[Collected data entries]
────────

//! Agent-side collaborators: prompt injection and approval keystrokes.
//!
//! Injection delivers a prompt into whatever live agent surface exists; the
//! default implementation pipes it to a configured command's stdin.
//! `ForegroundKeys` simulates the accept/reject action for an approval
//! dialog surfaced by the editor. Both are best-effort and OS-dependent;
//! session and registry logic never depends on them succeeding.

use std::process::Stdio;

use anyhow::{bail, Context, Result};
use async_trait::async_trait;
use tokio::io::AsyncWriteExt;
use tracing::{debug, warn};

#[async_trait]
pub trait AgentInjector: Send + Sync {
    async fn inject(&self, prompt: &str) -> Result<()>;
}

/// Injects by running a configured shell command with the prompt on stdin,
/// e.g. a small CLI that forwards text into the editor's agent pane.
pub struct CommandInjector {
    command: String,
}

impl CommandInjector {
    pub fn new(command: String) -> Self {
        Self { command }
    }
}

#[async_trait]
impl AgentInjector for CommandInjector {
    async fn inject(&self, prompt: &str) -> Result<()> {
        let mut child = tokio::process::Command::new("sh")
            .arg("-c")
            .arg(&self.command)
            .stdin(Stdio::piped())
            .stdout(Stdio::null())
            .stderr(Stdio::null())
            .spawn()
            .context("spawning agent inject command")?;

        let mut stdin = child.stdin.take().context("inject command stdin missing")?;
        stdin
            .write_all(prompt.as_bytes())
            .await
            .context("writing prompt to inject command")?;
        stdin.flush().await.context("flushing inject command stdin")?;
        drop(stdin);

        let status = child.wait().await.context("waiting on inject command")?;
        if !status.success() {
            bail!("inject command exited with {}", status.code().unwrap_or(-1));
        }
        debug!("injected prompt into agent surface");
        Ok(())
    }
}

// ============================================================================
// Confirmation keystrokes
// ============================================================================

/// Simulates Enter/Escape in the foreground window to drive an
/// externally-surfaced approval dialog. Failures are logged, never fatal.
#[derive(Default)]
pub struct ForegroundKeys;

impl ForegroundKeys {
    pub async fn confirm(&self) {
        self.press("Return", "key code 36").await;
    }

    pub async fn deny(&self) {
        self.press("Escape", "key code 53").await;
    }

    async fn press(&self, x11_key: &str, mac_key_code: &str) {
        let result = if cfg!(target_os = "macos") {
            let script = format!("tell application \"System Events\" to {}", mac_key_code);
            run_tool("osascript", &["-e", &script]).await
        } else {
            run_tool("xdotool", &["key", x11_key]).await
        };

        if let Err(e) = result {
            warn!("keystroke simulation failed ({}): {}", x11_key, e);
        }
    }
}

async fn run_tool(bin: &str, args: &[&str]) -> Result<()> {
    let status = tokio::process::Command::new(bin)
        .args(args)
        .status()
        .await
        .with_context(|| format!("running {}", bin))?;
    if !status.success() {
        bail!("{} exited with {}", bin, status.code().unwrap_or(-1));
    }
    Ok(())
}
//! The bridge: chat-text command routing and response correlation.

mod router;
mod watcher;

pub use router::BridgeRouter;
pub use watcher::ResponseWatcher;
pub struct BridgeRouter {
    transport: Arc<dyn ChatTransport>,
    watcher: Arc<ResponseWatcher>,
    registry: Mutex<SessionRegistry>,
    injector: Option<Arc<dyn AgentInjector>>,
    keys: ForegroundKeys,
    config: BridgeConfig,
    workspace_root: PathBuf,
    authenticated_chats: Mutex<HashSet<i64>>,
    pending_approval: AtomicBool,
}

────────

If a line in the records above holds the string "process", copy it out.

# Response to this exercise:
use std::process::Stdio;
        let mut child = tokio::process::Command::new("sh")
    let status = tokio::process::Command::new(bin)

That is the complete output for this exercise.